Il était parti au travail comme tous les matins, laissant ses enfants et sa femme dans la nouvelle maison qu'ils habitaient, loin de Manchester et du vieil immeuble. Le soir, il n'était pas rentré, mais Enid ne s'était pas inquiétée : elle disait que Marcus faisait parfois des heures supplémentaires. Cela n'avait pas surpris Roderick, qui avait accepté sans broncher les explications de sa mère. En effet, les heures supplémentaires expliquaient la soudaine richesse de la famille, la nouvelle maison.

Toutefois Marcus n'était pas rentré pendant la nuit. Le lendemain matin, Enid semblait plus alerte que d'habitude, mais n'avait rien dit à ses enfants. Le deuxième jour, elle avait conduit Roderick à sa leçon de magie chez les Murdoch en disant qu'il ne se passait rien de grave, mais elle n'avait pas laissé Flora seule à la maison comme elle le faisait d'ordinaire. Et le matin du troisième jour, elle était partie tôt, avant que débute son travail, sans donner aucune explication à ses enfants.

Roderick avait l'estomac noué. Allongé sur son lit, il serrait entre ses doigts sa baguette en bois de peuplier en laissant son regard errer sur le plafond. Il ne pouvait s'empêcher d'imaginer les pires scénarios : après tout, Mrs Rhyce et Cameron Boswell, le frère aîné de Gavin, avaient bien été tués des mois auparavant. Mais Marcus, quoique pauvre, était Sang-Pur. Il ne pouvait pas lui arriver la même chose, pas avec ce nouveau régime qui protégeait les familles comme les Ashford.

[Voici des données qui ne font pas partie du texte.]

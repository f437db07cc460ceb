//! # Spout sender bridge
//!
//! Shares every completed render of the host's scene with other processes through a named
//! Spout channel, handing over the renderer's GPU texture instead of reading pixels back.
//!
//! ## Mental model
//! - **Shared texture**: one render target created through the host's texture factory, bound
//!   to the active scene context and a fixed viewpoint. The renderer fills it every frame.
//! - **Frame event**: the host announces each completed render with a drawable-changed event.
//!   The bridge pulls the `LdrColor` AOV out of it and forwards the GPU resource.
//! - **Sender channel**: the named endpoint receivers discover (`"Omniverse"` by default).
//!
//! ## Threads
//! The bridge spawns none. The host delivers update ticks and frame events serially on threads
//! it owns; every callback returns without waiting on anything.
//!
//! ## Failure policy
//! Nothing escapes to the host. A missing collaborator leaves the plugin loaded but inert, a
//! frame that cannot be exported is dropped and counted.

pub mod channel;
pub mod controller;
pub mod dispatch;
pub mod heartbeat;
pub mod logging;
pub mod output;
pub mod texture;

use std::panic::{catch_unwind, AssertUnwindSafe};
use std::path::Path;

use spout_sender_core::config::{load_export_config_from, ConfigMode};
use spout_sender_core::host::{Extension, HostServices};
use spout_sender_core::{Diagnostics, ExportConfig, ExportStats};

pub use controller::{LifecycleController, LifecycleState};

/// The plugin object the host loads.
pub struct SpoutSenderExtension {
    controller: LifecycleController,
}

impl SpoutSenderExtension {
    /// Default configuration and the platform's sender backend.
    pub fn new(host: HostServices) -> Self {
        Self::with_parts(
            host,
            output::platform_sender(),
            ExportConfig::default(),
            Diagnostics::disabled(),
        )
    }

    /// Like `new`, but picks up `spout_sender.json` from `SPOUT_SENDER_CONFIG` or by searching
    /// upward from `start_dir`. A broken file is logged and the defaults are used.
    pub fn from_environment(host: HostServices, start_dir: &Path) -> Self {
        logging::init(None);
        let config = match load_export_config_from(start_dir, ConfigMode::Lenient) {
            Ok((cfg, Some(path))) => {
                logi!("CONFIG", "loaded {}", path.display());
                cfg
            }
            Ok((cfg, None)) => cfg,
            Err(e) => {
                logw!("CONFIG", "{e}; using built-in defaults");
                ExportConfig::default()
            }
        };
        Self::with_parts(host, output::platform_sender(), config, Diagnostics::disabled())
    }

    pub fn with_parts(
        host: HostServices,
        sender: Box<dyn output::TextureSender>,
        config: ExportConfig,
        diagnostics: Diagnostics,
    ) -> Self {
        Self {
            controller: LifecycleController::new(host, sender, config, diagnostics),
        }
    }

    pub fn controller(&self) -> &LifecycleController {
        &self.controller
    }

    pub fn stats(&self) -> ExportStats {
        self.controller.stats()
    }
}

impl Extension for SpoutSenderExtension {
    fn on_startup(&mut self, ext_id: &str) {
        let controller = &mut self.controller;
        if catch_unwind(AssertUnwindSafe(|| controller.start(ext_id))).is_err() {
            loge!("INIT", "startup panicked; spout sender left inert");
        }
    }

    fn on_shutdown(&mut self) {
        let controller = &mut self.controller;
        if catch_unwind(AssertUnwindSafe(|| controller.stop())).is_err() {
            loge!("SHUTDOWN", "shutdown panicked");
        }
    }
}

Au rez-de-chaussée, la porte claqua, et Roderick bondit immédiatement de son lit. Dans le couloir, il tomba nez-à-nez avec Flora, qui avait eu la même réaction que lui, et tous deux se précipitèrent dans le salon.

C'était bien Enid qui venait d'entrer. Elle avait l'air pâle et les traits tirés. Elle défit son écharpe d'un geste rageur et la plaça devant le placard, qui l'aspira pour venir la sécher et la ranger soigneusement. Le manteau suivit le même chemin, puis Enid se dirigea vers la cuisine et commença à sortir poêles et casseroles pour préparer le dîner, sans un regard pour ses benjamins.

« Alors ? dit Flora, craquant la première. Tu as des nouvelles de papa ?

-Je te l'aurais dit si j'en avais, rétorqua Enid d'un ton cassant.

-Tu as cherché où ? renchérit Roderick.

-A son travail, chez certains de ses amis, à l'hôpital et à la morgue », dit Enid.

Elle alluma la gazinière et commença à faire cuire des saucisses dans une poêle.

« C'est quoi une morgue ? » voulut savoir Flora.

Mais Roderick savait, lui, il savait ce qu'était une morgue et il n'avait pas pu s'empêcher de frissonner devant la voix si sèche de sa mère. Imaginer son père mort ... Non, non, ce n'était pas possible. Pas son père.

« C'est un endroit où on met les morts, avant le cimetière, répondit Enid, avant d'ajouter d'une voix moins froide : mais il n'était pas là, Flora. »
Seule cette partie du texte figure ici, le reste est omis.